**GOAL OF THE EXERCISE:**
Retype, word for word, each line between the lines holding "the one variant" and "pub enum AbstractChunk", inclusive, and leave the rest of the data alone.
▼
//! The worker protocol (§4.5): the RPC transport boundary, abstracted as a
//! trait so the scheduler doesn't care whether a worker is an in-process
//! mock or a real remote process. Grounded on the teacher's `StageHandler`
//! trait (pipeline.rs) — a pluggable, async, `Send + Sync` handler the
//! orchestrator invokes without knowing its concrete type.

use crate::chunk::{AbstractChunk, ChunkId, MaterializedChunk, WorkerId};
use crate::error::{EngineError, Result};
use crate::thunk::{TaskValue, ThunkFn, ThunkId};
use async_trait::async_trait;
use std::sync::Arc;
use tokio::sync::mpsc;
use tracing::{debug, instrument};

/// The outcome a worker reports back over the completion channel, or a
/// captured failure (remote exception or transport error) per §4.3 step 2.
#[derive(Debug)]
pub enum TaskOutcome {
    Success(TaskValue),
    Failed(EngineError),
}

/// A single message on the master's completion channel.
#[derive(Debug)]
pub struct Completion {
    pub worker: WorkerId,
    pub thunk_id: ThunkId,
    pub outcome: TaskOutcome,
}

/// The transport boundary a worker process exposes to the master. A real
/// deployment would back this with an RPC client; `mock::MockWorkerPool`
/// backs it with in-process tokio tasks for tests and the smoke binary.
#[async_trait]
pub trait WorkerPool: Send + Sync {
    /// The workers currently known to the pool.
    fn workers(&self) -> Vec<WorkerId>;

    /// Runs `f(data...)` on `worker` (§4.5 `do_task`): moves each datum to
    /// the worker, times the move and the computation, and returns either
    /// the raw value (`get_result`) or a chunk handle (honoring `persist`).
    async fn do_task(
        &self,
        worker: &WorkerId,
        thunk_id: ThunkId,
        f: ThunkFn,
        data: Vec<TaskValue>,
        get_result: bool,
        persist: bool,
    ) -> Result<TaskValue>;

    /// Asks `worker` to confirm it still holds `chunk_id` (the cache-hit
    /// short-circuit's "unrelease"). Returns the value if still live.
    async fn unrelease(&self, worker: &WorkerId, chunk_id: ChunkId) -> Result<Option<TaskValue>>;

    /// Releases worker-side storage for `chunk_id` (§4.6 `free!`). When
    /// `cache` is true the storage moves to a keep-alive registry instead of
    /// being dropped outright.
    async fn free(&self, worker: &WorkerId, chunk_id: ChunkId, force: bool, cache: bool);

    /// Moves a chunk's data into the caller's address space. This is the one
    /// boundary method belonging to the "result materialization utilities"
    /// §1 lists as an out-of-scope collaborator — a real deployment backs it
    /// with whatever transport `gather` uses to pull bytes home; the mock
    /// pool backs it with a plain local lookup since there's no network to
    /// cross.
    async fn materialize(&self, worker: &WorkerId, chunk_id: ChunkId) -> Result<TaskValue>;
}

/// The master-side launcher (§4.5 `async_apply`): starts a background task
/// that calls `do_task` on `worker` and forwards the reply to `completions`.
/// Transport errors are caught here and placed on the channel as failures,
/// matching the teacher's `tokio::spawn` + join pattern in `run_dag`, but
/// fed into a single channel instead of `join_all`'d in lockstep — this
/// engine dispatches dynamically rather than phase-by-phase.
#[instrument(skip(pool, f, data, completions), fields(thunk_id = %thunk_id))]
pub fn async_apply(
    pool: Arc<dyn WorkerPool>,
    worker: WorkerId,
    thunk_id: ThunkId,
    f: ThunkFn,
    data: Vec<TaskValue>,
    get_result: bool,
    persist: bool,
    timeout_ms: u64,
    completions: mpsc::Sender<Completion>,
) {
    tokio::spawn(async move {
        let deadline = tokio::time::Duration::from_millis(timeout_ms);
        let outcome = match tokio::time::timeout(
            deadline,
            pool.do_task(&worker, thunk_id, f, data, get_result, persist),
        )
        .await
        {
            Ok(Ok(value)) => TaskOutcome::Success(value),
            Ok(Err(e)) => TaskOutcome::Failed(e),
            Err(_) => TaskOutcome::Failed(EngineError::Timeout {
                thunk_id: thunk_id.as_u64(),
                worker: worker.to_string(),
                millis: timeout_ms,
            }),
        };

        debug!(worker = %worker, "task completed");
        let _ = completions
            .send(Completion {
                worker,
                thunk_id,
                outcome,
            })
            .await;
    });
}

/// `_move(ctx, proc, x)` (§4.5 step 1): fetches `x` to `worker`. Plain data
/// is already in-process (identity); a chunk not already owned by `worker`
/// would be gathered from its owner — in this in-process engine "gathering"
/// is a cheap clone of the handle, since there is no real network fabric.
pub fn move_to_worker(_worker: &WorkerId, value: &TaskValue) -> TaskValue {
    value.clone()
}

/// Wraps a raw computed datum as a chunk owned by `worker`, honoring
/// `persist` (§4.5 step 3, the non-`get_result` branch).
pub fn wrap_as_chunk(worker: &WorkerId, chunk_id: ChunkId, persist: bool) -> AbstractChunk {
    AbstractChunk::Chunk(Arc::new(MaterializedChunk::new(
        chunk_id,
        worker.clone(),
        0,
        persist,
    )))
}
use serde::{Deserialize, Serialize};
use std::sync::Arc;

/// Identifies a worker process in the pool. Opaque to the scheduler beyond
/// equality and display.
#[derive(Debug, Clone, PartialEq, Eq, Hash, Serialize, Deserialize)]
pub struct WorkerId(pub String);

impl std::fmt::Display for WorkerId {
    fn fmt(&self, f: &mut std::fmt::Formatter<'_>) -> std::fmt::Result {
        write!(f, "{}", self.0)
    }
}

/// Identifies a materialized chunk on some worker. Distinct from `ThunkId`:
/// a Thunk describes *how* to produce a value, a `ChunkId` names data that
/// already exists somewhere.
#[derive(Debug, Clone, Copy, PartialEq, Eq, Hash, Serialize, Deserialize)]
pub struct ChunkId(pub u64);

/// Declared element type of a `Cat`'s cells, carried so realization can
/// rebuild a resolved Cat with the same layout metadata.
#[derive(Debug, Clone, PartialEq, Eq, Serialize, Deserialize)]
pub struct ChunkType(pub String);

/// Per-axis chunk sizes and overall domain shape for a `Cat`.
#[derive(Debug, Clone, PartialEq, Eq, Serialize, Deserialize)]
pub struct CatLayout {
    /// Extent of the aggregate along each axis (number of cells, not bytes).
    pub domain: Vec<usize>,
    /// Size of each individual chunk along each axis.
    pub chunk_sizes: Vec<usize>,
    pub chunk_type: ChunkType,
}

/// A handle to data living on some worker, or a deferred description of one.
///
/// `Cat` is the one variant that can be "deferred": a `Cat` containing a
/// `CatCell::Pending` thunk handle participates in the graph as a node that
/// still needs `thunkize` to fuse it into a single resolved value.
#[derive(Debug, Clone)]
pub enum AbstractChunk {
    /// A single materialized datum living on one worker.
    Chunk(Arc<MaterializedChunk>),
    /// A slice of another chunk; never deferred on its own (it borrows the
    /// liveness of its parent).
    View {
        parent: Arc<MaterializedChunk>,
        range: std::ops::Range<usize>,
    },
    /// A structured aggregate of chunks arranged in an N-dimensional grid.
    Cat {
        layout: CatLayout,
        cells: Vec<CatCell>,
    },
}

/// A cell of a `Cat`: either already a concrete chunk, or still pending
/// (identified by the `ThunkId` that will produce it).
#[derive(Debug, Clone)]
pub enum CatCell {
    Resolved(Arc<MaterializedChunk>),
    Pending(crate::thunk::ThunkId),
}

impl AbstractChunk {
    /// A `Cat` is deferred iff any of its cells is still pending. Plain
    /// `Chunk`/`View` values are never deferred — they already exist.
    pub fn is_deferred(&self) -> bool {
        match self {
            AbstractChunk::Chunk(_) | AbstractChunk::View { .. } => false,
            AbstractChunk::Cat { cells, .. } => {
                cells.iter().any(|c| matches!(c, CatCell::Pending(_)))
            }
        }
    }

    /// The worker(s) holding this chunk's data, used to derive affinity.
    /// `View` reports its parent's worker; a resolved `Cat` reports the
    /// union of its cells' workers (weight 1 per occurrence).
    pub fn owning_workers(&self) -> Vec<WorkerId> {
        match self {
            AbstractChunk::Chunk(c) => vec![c.worker.clone()],
            AbstractChunk::View { parent, .. } => vec![parent.worker.clone()],
            AbstractChunk::Cat { cells, .. } => cells
                .iter()
                .filter_map(|cell| match cell {
                    CatCell::Resolved(c) => Some(c.worker.clone()),
                    CatCell::Pending(_) => None,
                })
                .collect(),
        }
    }
}

/// A single-worker materialized datum. `persist` mirrors the Thunk flag of
/// the same name: when set, workers will not reclaim it on their own and
/// `free!` with `force=false` is a no-op.
#[derive(Debug)]
pub struct MaterializedChunk {
    pub id: ChunkId,
    pub worker: WorkerId,
    pub byte_len: usize,
    pub persist: std::sync::atomic::AtomicBool,
}

impl MaterializedChunk {
    pub fn new(id: ChunkId, worker: WorkerId, byte_len: usize, persist: bool) -> Self {
        Self {
            id,
            worker,
            byte_len,
            persist: std::sync::atomic::AtomicBool::new(persist),
        }
    }

    pub fn is_persisted(&self) -> bool {
        self.persist.load(std::sync::atomic::Ordering::Acquire)
    }

    pub fn mark_persisted(&self) {
        self.persist.store(true, std::sync::atomic::Ordering::Release);
    }
}

#[cfg(test)]
mod tests {
    use super::*;

    fn chunk(id: u64, worker: &str) -> Arc<MaterializedChunk> {
        Arc::new(MaterializedChunk::new(
            ChunkId(id),
            WorkerId(worker.to_string()),
            128,
            false,
        ))
    }

    #[test]
    fn plain_chunk_is_never_deferred() {
        let c = AbstractChunk::Chunk(chunk(1, "w1"));
        assert!(!c.is_deferred());
    }

    #[test]
    fn cat_with_pending_cell_is_deferred() {
        let layout = CatLayout {
            domain: vec![2],
            chunk_sizes: vec![1],
            chunk_type: ChunkType("bytes".into()),
        };
        let c = AbstractChunk::Cat {
            layout,
            cells: vec![
                CatCell::Resolved(chunk(1, "w1")),
                CatCell::Pending(crate::thunk::ThunkId::from_raw(7)),
            ],
        };
        assert!(c.is_deferred());
    }

    #[test]
    fn cat_with_all_cells_resolved_is_not_deferred() {
        let layout = CatLayout {
            domain: vec![2],
            chunk_sizes: vec![1],
            chunk_type: ChunkType("bytes".into()),
        };
        let c = AbstractChunk::Cat {
            layout,
            cells: vec![
                CatCell::Resolved(chunk(1, "w1")),
                CatCell::Resolved(chunk(2, "w2")),
            ],
        };
        assert!(!c.is_deferred());
        assert_eq!(c.owning_workers().len(), 2);
    }

    #[test]
    fn persist_flag_round_trips() {
        let c = MaterializedChunk::new(ChunkId(1), WorkerId("w1".into()), 64, false);
        assert!(!c.is_persisted());
        c.mark_persisted();
        assert!(c.is_persisted());
    }
}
▲
**EXPECTED ANSWER:**
/// `Cat` is the one variant that can be "deferred": a `Cat` containing a
/// `CatCell::Pending` thunk handle participates in the graph as a node that
/// still needs `thunkize` to fuse it into a single resolved value.
#[derive(Debug, Clone)]
pub enum AbstractChunk {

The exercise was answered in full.